Posts tagged: citizen media

Acknowledging a first-rate photojournalist

On Jan. 13 I posted an item on citizen journalists who were on the ground in Haiti following the devastating earthquake there. I put up some links. And I included a harrowing photo of a woman being rescued. I don’t remember where I found the picture, but it was surely from one of several sites I looked at that were uploading work from citizen journalists. I do know that I was ultimately led to the public TwitPic account of the photographer, Daniel Morel.

Yesterday I heard from Morel’s lawyer, Barbara Hoffman, who’s based in New York. It turns out that Morel is a professional photojournalist. She asked that I remove Morel’s photograph and explain what happened. “Mr. Morel’s iconic images were used world wide without his authorization knowingly by news media,” she wrote to me in an e-mail. “He was  never a citizen journalist, and used twitter, given the tragic circumstances to  offer the work for license.”

I’m happy to set the record straight. According to an interview in the New York Times’ online Lens section, Morel is a veteran photojournalist who was born in Haiti in 1951. A longtime photographer for the Associated Press, he is currently a contributor to Corbis Images. Morel told the Times:

I don’t take pictures like other photographers. I don’t take pictures as art. Maybe I put like 15 percent of art in my picture and the rest is history, is documentary. Because if you put too much art, you play with history. You cannot deform history. You have to show it the way it is. You have to show it the way it is.

Morel is a fine photographer and journalist. I recommend the interview and the accompanying slideshow. And here is a story — with a photo of Morel — about an exhibition called “Haiti Eyes” that he presented in New York in 2005.

The state of distributed reporting

Amanda Michel

Amanda Michel

Can professional journalists and citizen volunteers play well together? It’s a question that has come up repeatedly in recent years. According to Amanda Michel, editor of distributed reporting for the non-profit Web site ProPublica, the answer is yes — but only for projects that are properly designed.

Speaking earlier today at Harvard’s Joan Shorenstein Center, Michel described one example — the Stimulus Spot Check — whereby volunteers examined databases and interviewed local officials to track the progress of 520 of the 6,000 or so transportation projects that are part of the federal government’s $787 billion stimulus package.

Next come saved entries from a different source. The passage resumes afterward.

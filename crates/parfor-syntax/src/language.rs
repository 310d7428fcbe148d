//! Language detection and Tree-sitter grammar selection.

use std::fmt;
use std::path::Path;
use std::str::FromStr;

use thiserror::Error;

/// Languages the parallel-loop transform understands.
#[derive(Debug, Clone, Copy, PartialEq, Eq, Hash, Default)]
pub enum SupportedLanguage {
    /// C++ sources and headers.
    #[default]
    Cpp,
}

impl SupportedLanguage {
    /// Detects the language from a file extension.
    ///
    /// Returns `None` if the extension is not recognised.
    ///
    /// # Examples
    ///
    /// ```
    /// use parfor_syntax::SupportedLanguage;
    ///
    /// assert_eq!(
    ///     SupportedLanguage::from_extension("cpp"),
    ///     Some(SupportedLanguage::Cpp)
    /// );
    /// assert_eq!(SupportedLanguage::from_extension("rs"), None);
    /// ```
    #[must_use]
    pub fn from_extension(ext: &str) -> Option<Self> {
        let normalised = ext.to_ascii_lowercase();
        match normalised.as_str() {
            "cpp" | "cc" | "cxx" | "c++" | "hpp" | "hh" | "hxx" | "h" | "ipp" | "inl" => {
                Some(Self::Cpp)
            }
            _ => None,
        }
    }

    /// Detects the language from a file path by examining its extension.
    #[must_use]
    pub fn from_path(path: &Path) -> Option<Self> {
        path.extension()
            .and_then(|ext| ext.to_str())
            .and_then(Self::from_extension)
    }

    /// Returns the Tree-sitter language grammar for this language.
    #[must_use]
    pub fn tree_sitter_language(self) -> tree_sitter::Language {
        match self {
            Self::Cpp => tree_sitter_cpp::LANGUAGE.into(),
        }
    }

    /// Returns the lower-case identifier for this language.
    #[must_use]
    pub const fn as_str(self) -> &'static str {
        match self {
            Self::Cpp => "cpp",
        }
    }
}

impl fmt::Display for SupportedLanguage {
    fn fmt(&self, f: &mut fmt::Formatter<'_>) -> fmt::Result {
        f.write_str(self.as_str())
    }
}

/// Error raised when parsing a language identifier fails.
#[derive(Debug, Error, Clone, PartialEq, Eq)]
#[error("unsupported language: '{0}'")]
pub struct LanguageParseError(String);

impl LanguageParseError {
    /// Returns the input that failed to parse.
    #[must_use]
    pub fn input(&self) -> &str {
        &self.0
    }
}

impl FromStr for SupportedLanguage {
    type Err = LanguageParseError;

    fn from_str(input: &str) -> Result<Self, Self::Err> {
        let normalised = input.trim().to_ascii_lowercase();
        match normalised.as_str() {
            "cpp" | "c++" | "cxx" => Ok(Self::Cpp),
            other => Err(LanguageParseError(other.to_owned())),
        }
    }
}
//! Rewrite rule engine for accepted parallel loops.
//!
//! A [`RewriteRule`] holds a replacement template over three bound
//! sub-nodes of an [`AnnotatedLoopMatch`]:
//!
//! - `$RANGE` is the range expression, verbatim.
//! - `$VAR` is the loop variable declaration without its `:` separator.
//! - `$BODY` is the braced loop body, verbatim.
//!
//! A [`Rewriter`] turns matches from one [`SourceUnit`] into
//! [`RewriteEdit`]s and adds the `<algorithm>` and `<execution>` includes
//! the first time it rewrites a loop in that file.

use std::path::PathBuf;

use parfor_core::RewriteEdit;
use tracing::debug;
use tree_sitter::Node;

use crate::error::SyntaxError;
use crate::matcher::AnnotatedLoopMatch;
use crate::metavariables::{Segment, template_segments};
use crate::position::node_text;
use crate::unit::SourceUnit;

const REWRITE_TARGET: &str = "parfor::rewrite";

/// Replacement producing a `std::for_each` call with the parallel execution
/// policy.
pub const PARALLEL_FOR_EACH_TEMPLATE: &str = "std::for_each(std::execution::par, \
    std::begin($RANGE), std::end($RANGE), [&]($VAR) $BODY);";

/// Headers the parallel replacement depends on, in insertion order.
pub const REQUIRED_HEADERS: [&str; 2] = ["algorithm", "execution"];

const TEMPLATE_VARIABLES: [&str; 3] = ["RANGE", "VAR", "BODY"];

/// A validated replacement template.
#[derive(Debug, Clone, PartialEq, Eq)]
pub struct RewriteRule {
    replacement: String,
    segments: Vec<Segment>,
}

impl RewriteRule {
    /// Creates a rule from a replacement template.
    ///
    /// # Errors
    ///
    /// Returns [`SyntaxError::InvalidReplacement`] when the template
    /// references a metavariable other than `$RANGE`, `$VAR` or `$BODY`.
    pub fn new(replacement: impl Into<String>) -> Result<Self, SyntaxError> {
        let replacement = replacement.into();
        let segments = template_segments(&replacement);

        for segment in &segments {
            if let Segment::Var(name) = segment {
                if !TEMPLATE_VARIABLES.contains(&name.as_str()) {
                    return Err(SyntaxError::invalid_replacement(format!(
                        "replacement references undefined metavariable: ${name}"
                    )));
                }
            }
        }

        Ok(Self {
            replacement,
            segments,
        })
    }

    /// Returns the rule that rewrites to a parallel `std::for_each`.
    #[must_use]
    pub fn parallel_for_each() -> Self {
        Self {
            replacement: String::from(PARALLEL_FOR_EACH_TEMPLATE),
            segments: template_segments(PARALLEL_FOR_EACH_TEMPLATE),
        }
    }

    /// Returns the replacement template.
    #[must_use]
    pub fn replacement(&self) -> &str {
        &self.replacement
    }

    /// Renders the template for one match.
    ///
    /// # Errors
    ///
    /// Returns [`SyntaxError::Rewrite`] when the loop variable declaration
    /// has no range separator.
    pub fn render(&self, found: &AnnotatedLoopMatch<'_>) -> Result<String, SyntaxError> {
        let range = found.iterable().text();
        let var = found.variable().text_without_separator()?;
        let body = found.body().text();

        let mut out = String::with_capacity(self.replacement.len() + body.len());
        for segment in &self.segments {
            match segment {
                Segment::Literal(text) => out.push_str(text),
                Segment::Var(name) => out.push_str(match name.as_str() {
                    "RANGE" => range,
                    "VAR" => var,
                    _ => body,
                }),
            }
        }
        Ok(out)
    }
}

impl Default for RewriteRule {
    fn default() -> Self {
        Self::parallel_for_each()
    }
}

/// One top-level `#include` line.
#[derive(Debug, Clone, Copy, PartialEq, Eq)]
struct IncludeLine {
    start: usize,
    /// Offset just past the line terminator, or the end of the file.
    end: usize,
    terminator: Option<&'static str>,
}

/// Top-level includes of a file, the headers still missing, and the line
/// terminator used by the file.
#[derive(Debug, Clone, PartialEq, Eq)]
struct HeaderPlan {
    includes: Vec<IncludeLine>,
    line_ending: &'static str,
    missing: Vec<&'static str>,
}

impl HeaderPlan {
    fn for_unit(unit: &SourceUnit) -> Self {
        let source = unit.source();
        let root = unit.parsed().root_node();

        let mut present = Vec::new();
        let mut stack = vec![root];
        while let Some(node) = stack.pop() {
            if node.kind() == "preproc_include" {
                if let Some(path) = node.child_by_field_name("path") {
                    present.push(include_name(node_text(path, source)));
                }
                continue;
            }
            let mut cursor = node.walk();
            stack.extend(node.named_children(&mut cursor));
        }

        let mut cursor = root.walk();
        let includes = root
            .named_children(&mut cursor)
            .filter(|child| child.kind() == "preproc_include")
            .map(|include| include_line(source, include))
            .collect();

        Self {
            includes,
            line_ending: if source.contains("\r\n") { "\r\n" } else { "\n" },
            missing: REQUIRED_HEADERS
                .into_iter()
                .filter(|header| !present.contains(header))
                .collect(),
        }
    }

    /// Renders the missing includes so that they precede the byte offset
    /// `first_use`.
    ///
    /// The block goes after the last top-level include that starts before
    /// `first_use`, or at the start of the file when there is none.
    fn insertion(&self, first_use: usize) -> Option<(usize, String)> {
        if self.missing.is_empty() {
            return None;
        }
        let anchor = self
            .includes
            .iter()
            .rev()
            .find(|line| line.start < first_use);
        let (offset, eol, mut text) = match anchor {
            None => (0, self.line_ending, String::new()),
            Some(line) => match line.terminator {
                Some(eol) => (line.end, eol, String::new()),
                None => (line.end, self.line_ending, String::from(self.line_ending)),
            },
        };
        for header in &self.missing {
            text.push_str("#include <");
            text.push_str(header);
            text.push('>');
            text.push_str(eol);
        }
        Some((offset, text))
    }
}

fn include_line(source: &str, include: Node<'_>) -> IncludeLine {
    let start = include.start_byte();
    let newline = source.get(start..).and_then(|rest| rest.find('\n'));
    match newline {
        Some(at) => {
            let crlf = at > 0 && source.as_bytes().get(start + at - 1) == Some(&b'\r');
            IncludeLine {
                start,
                end: start + at + 1,
                terminator: Some(if crlf { "\r\n" } else { "\n" }),
            }
        }
        None => IncludeLine {
            start,
            end: source.len(),
            terminator: None,
        },
    }
}

fn include_name(path: &str) -> &str {
    path.trim().trim_matches(|c| matches!(c, '<' | '>' | '"'))
}

/// Summary of the edits produced for one file.
#[derive(Debug, Clone, Default)]
pub struct RewriteResult {
    edits: Vec<RewriteEdit>,
    num_replacements: usize,
}

impl RewriteResult {
    /// Returns the edits, header insertions included.
    #[must_use]
    pub fn edits(&self) -> &[RewriteEdit] {
        &self.edits
    }

    /// Returns the number of loops rewritten.
    #[must_use]
    pub const fn num_replacements(&self) -> usize {
        self.num_replacements
    }

    /// Returns whether any loop was rewritten.
    #[must_use]
    pub const fn has_changes(&self) -> bool {
        self.num_replacements > 0
    }

    /// Consumes the result, returning the edits.
    #[must_use]
    pub fn into_edits(self) -> Vec<RewriteEdit> {
        self.edits
    }
}

/// Accumulates rewrites for the loops of one [`SourceUnit`].
#[derive(Debug)]
pub struct Rewriter<'r> {
    rule: &'r RewriteRule,
    path: PathBuf,
    headers: HeaderPlan,
    first_rewrite: Option<usize>,
    result: RewriteResult,
}

impl<'r> Rewriter<'r> {
    /// Creates a rewriter for `unit` using `rule`.
    #[must_use]
    pub fn new(rule: &'r RewriteRule, unit: &SourceUnit) -> Self {
        Self {
            rule,
            path: unit.path().to_path_buf(),
            headers: HeaderPlan::for_unit(unit),
            first_rewrite: None,
            result: RewriteResult::default(),
        }
    }

    /// Replaces the whole annotated statement of `found` with the rendered
    /// template.
    ///
    /// Missing include directives are scheduled once, by
    /// [`Rewriter::finish`], ahead of the earliest rewritten statement.
    ///
    /// # Errors
    ///
    /// Returns [`SyntaxError::Rewrite`] when the template cannot be
    /// rendered for this loop; no edit is recorded in that case.
    pub fn rewrite(&mut self, found: &AnnotatedLoopMatch<'_>) -> Result<(), SyntaxError> {
        let replacement = self.rule.render(found)?;

        let range = found.statement().span().byte_range();
        self.first_rewrite = Some(
            self.first_rewrite
                .map_or(range.start, |first| first.min(range.start)),
        );
        debug!(
            target: REWRITE_TARGET,
            path = %self.path.display(),
            start = range.start,
            end = range.end,
            "rewriting parallel loop"
        );
        self.result
            .edits
            .push(RewriteEdit::replace(self.path.clone(), range, replacement));
        self.result.num_replacements = self.result.num_replacements.saturating_add(1);
        Ok(())
    }

    /// Returns the number of loops rewritten so far.
    #[must_use]
    pub const fn rewrites(&self) -> usize {
        self.result.num_replacements
    }

    /// Finishes the file, returning its edits.
    ///
    /// When at least one loop was rewritten, the result also carries the
    /// insertion of any include directive the file still lacks.
    #[must_use]
    pub fn finish(mut self) -> RewriteResult {
        let headers = self
            .first_rewrite
            .and_then(|first| self.headers.insertion(first));
        if let Some((offset, text)) = headers {
            self.result
                .edits
                .push(RewriteEdit::insert_at(self.path.clone(), offset, text));
        }
        self.result
    }
}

By summer, she said, ProPublica’s citizen-assisted reporting had revealed that ground had been broken on 30 percent of the projects — behind the timetable Vice President Joe Biden had publicly announced.

Currently, Michel said, ProPublica is basing its reporting on health-care reform on concerns raised by people in a survey developed in conjunction with American Public Media.

The idea, said Michel, who was head of the Huffington Post’s Off the Bus project during the 2008 president campaign, is to “report stories that are beyond the capacity of a single reporter.” And it turns out that a number of volunteers will step forward, contributing some labor, she said, as though they were giving to their church, or to a local animal shelter.

So what doesn’t work? At Off the Bus, Michel said she learned that not everyone wants to be a reporter or a writer. Of the 12,000 people who signed up for the OTB e-mail list, only 14 percent ever wrote anything. Instead, she said many volunteers merely wanted to give some time and help out — as with the 220 folks who gathered data for profiles of nearly 400 Democratic “superdelegates” during the 2008 primaries.

Projects must be carefully designed to account for bias, she added, sometimes by assigning more than one citizen journalist (a term, I should note, that she disdains) to the same task. And the serendipity of old-fashioned reporting is lost when volunteers are asked to carry out very specific tasks that have been carefully designed in advance.

“You can’t always delegate what you don’t know,” she said.

Alex Beam’s new alter ego

Never mind Mr. Fussy. Following his snarky take on citizen media today, Boston Globe columnist Alex Beam has been redubbed Mr. Grumpy by the redoubtable Jay Rosen.

Unlike the clueless Timothy Rutten, I suspect Beam is waiting for the hate to roll in like a 6-year-old waiting for Santa. This should be worth watching. Although is it possible that, so far, no comments have been posted to his column?

A media optimist’s latest venture

Dan Gillmor, whose 2004 book “We the Media: Grassroots Journalism for the People, by the People” helped launch the citizen-media revolution, has unveiled his latest book project.

Titled “Mediactive,” the idea, Gillmor writes, is to make sense of the new-media ventures growing out of the rubble. He also hopes to address the demand for quality news, which he believes is running well behind the burgeoning supply. He writes:

We have raised several generations of passive consumers of news and information. That’s not good enough anymore.

The media of today and tomorrow require us to become active users. And that’s a prime focus of this new project …

Among other things, Gillmor is founder and director of the Center for Citizen Media, whose East Coast base is Harvard Law School’s Berkman Center for Internet and Society. Back in 2006 I profiled him for CommonWealth Magazine. And earlier this year, I should say by way of full disclosure, he provided me with a valuable critique of my own book proposal.

Anyone interested in the future of journalism will want to pay close attention to Gillmor’s work-in-progress.